Tuesday, September 27, 2011

Creature Feature: Slavemaker Ants.

Of all the insects in the world, there are two that society does not hate: Ants and bees. (Butterflies are also likely on this list.) In the Western world at least, ants (and bees, but particularly ants, here) are characterized as hardworking, cute little fellows who only get the slightest taste of human wrath when they invade our picnic tables. Aesop, one of the most famous fable-makers of all time, treated the ant as the ideal worker (with bees having a similar connotation in a certain poem about women).

Ants have to be one of the most over-anthropomorphized insects of all time.  Yes, they are social animals like we are. Yes, they have cute little job classes like we do. Yes, we more or less gave the big female in charge the name of 'queen,' but what would you call the only ant who ever gets to mate (and how!)? They're still insects, and their colonies follow slightly different rules of conduct from human societies. It's not baseless, but still pushing the bar. After all, it's not like they wage war or take prisoners...

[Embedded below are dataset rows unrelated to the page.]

use sluice_api::TupleBatch;

/// Supplies the output batch an operator collects into.
///
/// Interior operators reuse one cached buffer, since their output is
/// consumed synchronously by the next operator in the chain. The flow's
/// terminal operator gets whichever supplier the configuration names.
#[derive(Debug)]
pub enum OutputSupplier {
    Cached {
        port_count: usize,
        cached: Option<TupleBatch>,
    },
    Fresh {
        port_count: usize,
    },
}

impl OutputSupplier {
    pub fn cached(port_count: usize) -> Self {
        OutputSupplier::Cached {
            port_count,
            cached: None,
        }
    }

    pub fn fresh(port_count: usize) -> Self {
        OutputSupplier::Fresh { port_count }
    }

    pub fn supply(&mut self) -> TupleBatch {
        match self {
            OutputSupplier::Cached { port_count, cached } => cached
                .take()
                .unwrap_or_else(|| TupleBatch::new(*port_count)),
            OutputSupplier::Fresh { port_count } => TupleBatch::new(*port_count),
        }
    }

    /// Returns an unused batch to the supplier for reuse.
    pub fn recycle(&mut self, mut batch: TupleBatch) {
        if let OutputSupplier::Cached { cached, .. } = self {
            batch.clear();
            *cached = Some(batch);
        }
    }
}

#[cfg(test)]
mod test {
    use super::*;
    use sluice_api::Tuple;

    #[test]
    fn cached_supplier_reuses_recycled_batches() {
        let mut supplier = OutputSupplier::cached(1);
        let mut batch = supplier.supply();
        batch.add(0, Tuple::of("n", 1i64));
        supplier.recycle(batch);
        let batch = supplier.supply();
        assert!(batch.is_empty());
        assert_eq!(batch.port_count(), 1);
    }
}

...oh, wait. They totally do.


There are some ants outright called "slavemaker ants." Most of them are found in Europe, with Ravoux's slavemaker ant (Myrmoxenus ravouxi) native to just Europe and the not necessarily evil Formica sanguinea reaching all the way to Japan. There are a few others as well. These ants all use similar processes in their survival; the one with "slavemaker" in its name is one of the few inherently evil insects on the planet. This blog has covered Japanese hornets; these ants are worse.

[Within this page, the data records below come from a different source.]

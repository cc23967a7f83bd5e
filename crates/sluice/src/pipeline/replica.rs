use crate::error::{EngineError, OperatorShutdownFailure};
use crate::pipeline::{
    OperatorReplica, OperatorReplicaStatus, PipelineReplicaId, PipelineReplicaMeter,
    UpstreamContext,
};
use crate::tuplequeue::{Drainer, GreedyDrainer, OperatorQueue};
use sluice_api::TupleBatch;
use std::sync::{Arc, Mutex};
use tracing::{debug, info};

/// A pipeline replica shared between the region registry and its runner
/// thread. The lock enforces the ownership contract: structural operations
/// touch a replica only while its runner is not mid-invocation.
pub type SharedPipelineReplica = Arc<Mutex<PipelineReplica>>;

/// An ordered chain of operator replicas sharing one thread of execution
/// and one upstream ("self") queue.
///
/// Only the head operator reads the self queue; interior operators are fed
/// by their predecessor's output. Adjacent operators are port-aligned:
/// output port `p` of one operator feeds input port `p` of the next.
pub struct PipelineReplica {
    id: PipelineReplicaId,
    operators: Vec<OperatorReplica>,
    self_queue: OperatorQueue,
    meter: Arc<PipelineReplicaMeter>,
    /// Dedicated greedy drainer moving buffered tuples from the self queue
    /// into the head operator's queue.
    self_queue_drainer: Drainer,
    initialized: bool,
}

impl PipelineReplica {
    pub fn new(
        id: PipelineReplicaId,
        operators: Vec<OperatorReplica>,
        self_queue: OperatorQueue,
        meter: Arc<PipelineReplicaMeter>,
    ) -> Self {
        assert!(!operators.is_empty(), "pipeline replica without operators");
        Self {
            id,
            operators,
            self_queue,
            meter,
            self_queue_drainer: Drainer::Greedy(GreedyDrainer::new()),
            initialized: false,
        }
    }

    pub fn into_shared(self) -> SharedPipelineReplica {
        Arc::new(Mutex::new(self))
    }

    pub fn id(&self) -> &PipelineReplicaId {
        &self.id
    }

    pub fn operator_count(&self) -> usize {
        self.operators.len()
    }

    pub fn operator(&self, index: usize) -> &OperatorReplica {
        &self.operators[index]
    }

    pub fn operator_mut(&mut self, index: usize) -> &mut OperatorReplica {
        &mut self.operators[index]
    }

    pub fn self_queue(&self) -> &OperatorQueue {
        &self.self_queue
    }

    pub fn self_queue_mut(&mut self) -> &mut OperatorQueue {
        &mut self.self_queue
    }

    pub fn meter(&self) -> &Arc<PipelineReplicaMeter> {
        &self.meter
    }

    pub fn is_initialized(&self) -> bool {
        self.initialized
    }

    /// Splits this replica into its parts. Used by the pipeline
    /// transformer when merging and splitting pipelines.
    #[allow(clippy::type_complexity)]
    pub fn into_parts(
        self,
    ) -> (
        PipelineReplicaId,
        Vec<OperatorReplica>,
        OperatorQueue,
        Arc<PipelineReplicaMeter>,
        bool,
    ) {
        (
            self.id,
            self.operators,
            self.self_queue,
            self.meter,
            self.initialized,
        )
    }

    /// Reassembles a replica from transformed parts, preserving its
    /// initialization state.
    pub fn compose(
        id: PipelineReplicaId,
        operators: Vec<OperatorReplica>,
        self_queue: OperatorQueue,
        meter: Arc<PipelineReplicaMeter>,
        initialized: bool,
    ) -> Self {
        let mut replica = Self::new(id, operators, self_queue, meter);
        replica.initialized = initialized;
        replica
    }

    /// Initializes all operators. The head operator receives the given
    /// upstream connectivity; interior operators start with all ports open
    /// and observe closures through in-pipeline completion propagation.
    pub fn init(&mut self, upstream: UpstreamContext) -> Result<(), EngineError> {
        assert!(!self.initialized, "pipeline replica {} initialized twice", self.id);
        info!(replica = %self.id, operators = self.operators.len(), "initializing pipeline replica");
        for (index, operator) in self.operators.iter_mut().enumerate() {
            let context = if index == 0 {
                upstream.clone()
            } else {
                UpstreamContext::open(operator.operator_def().input_port_count())
            };
            operator.init(context)?;
        }
        self.initialized = true;
        Ok(())
    }

    /// Index of the last operator that is still invokable, or `None` when
    /// the whole chain has completed.
    pub fn highest_invokable_index(&self) -> Option<usize> {
        self.operators
            .iter()
            .rposition(OperatorReplica::is_invokable)
    }

    pub fn is_completed(&self) -> bool {
        self.highest_invokable_index().is_none()
    }

    /// `true` once the tail operator has completed; the pipeline will not
    /// produce further downstream output even if earlier operators still
    /// consume input.
    pub fn tail_completed(&self) -> bool {
        !matches!(
            self.operators
                .last()
                .expect("pipeline replica without operators")
                .status(),
            OperatorReplicaStatus::Initial
                | OperatorReplicaStatus::Running
                | OperatorReplicaStatus::Completing
        )
    }

    /// Installs a fresher upstream context on the head operator.
    pub fn refresh_upstream(&mut self, upstream: &UpstreamContext) {
        self.operators[0].refresh_upstream(upstream);
    }

    /// Forces the head operator towards completion; the rest of the chain
    /// follows through completion propagation.
    pub fn begin_completion(&mut self) {
        debug!(replica = %self.id, "beginning forced completion");
        self.operators[0].begin_completion();
    }

    /// Runs one invocation pass over the chain and returns the tail
    /// operator's output, if any.
    pub fn invoke(&mut self) -> Result<Option<TupleBatch>, EngineError> {
        assert!(self.initialized, "pipeline replica {} invoked before init", self.id);
        self.transfer_self_queue();

        let Some(highest) = self.highest_invokable_index() else {
            return Ok(None);
        };
        let last_index = self.operators.len() - 1;
        let mut carried: Option<TupleBatch> = None;
        let mut tail_output = None;
        let mut produced = 0;
        for index in 0..=highest {
            let output = self.operators[index].invoke(carried.take())?;
            if self.operators[index].status() == OperatorReplicaStatus::Completed
                && index < last_index
            {
                self.operators[index + 1].close_upstream();
            }
            if let Some(output) = output {
                produced += output.total_tuple_count();
                if index == highest && highest == last_index {
                    tail_output = Some(output);
                } else if index < highest {
                    carried = Some(output);
                }
                // Output of the highest invokable operator is dropped when
                // operators after it have already completed.
            }
        }
        self.meter.on_invocation(produced);
        Ok(tail_output)
    }

    /// Moves everything buffered in the self queue into the head operator's
    /// queue, unless the head is overloaded (backpressure stays in the
    /// multi-threaded self queue, where producers observe it).
    fn transfer_self_queue(&mut self) {
        if matches!(self.self_queue, OperatorQueue::Empty(_)) {
            return;
        }
        let head = &mut self.operators[0];
        if head.queue().is_overloaded() {
            return;
        }
        self.self_queue.drain(&mut self.self_queue_drainer);
        if let Some((_, mut batch)) = self.self_queue_drainer.take_result() {
            for port in 0..batch.port_count() {
                let tuples = batch.take(port);
                if !tuples.is_empty() {
                    head.queue_mut().force_offer(port, tuples);
                }
            }
        }
    }

    /// Shuts down every operator, collecting failures instead of aborting
    /// on the first one.
    pub fn shutdown(&mut self) -> Vec<OperatorShutdownFailure> {
        let mut failures = Vec::new();
        for operator in &mut self.operators {
            if let Err(error) = operator.shutdown() {
                failures.push(OperatorShutdownFailure {
                    operator_id: operator.operator_id().to_string(),
                    error: error.into(),
                });
            }
        }
        failures
    }
}

impl std::fmt::Debug for PipelineReplica {
    fn fmt(&self, f: &mut std::fmt::Formatter<'_>) -> std::fmt::Result {
        f.debug_struct("PipelineReplica")
            .field("id", &self.id)
            .field("operators", &self.operators)
            .field("initialized", &self.initialized)
            .finish_non_exhaustive()
    }
}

First, the queen of a slavemaker ant colony has a lot of very good sex back at the old anthill. Then, she slips into another ant colony, either by playing dead or by pheromone manipulation. Her sole goal in life is to kill the other colony's queen, then usurp the throne.

She then bathes herself in the old queen's pheromones like an insectoid version of Countess Bathory. Since pheromones mean quite a lot to insects, the workers are none the wiser as the new queen takes over. Naturally, she proceeds to lay her own eggs therein.

Other species of ants go on all-out invasions of other colonies, very much like human warfare. It's actually kind of creepy that ants and bees are called "eusocial" - does that mean that scientists consider their warlike habits a mark of a good society?

I'm watching you.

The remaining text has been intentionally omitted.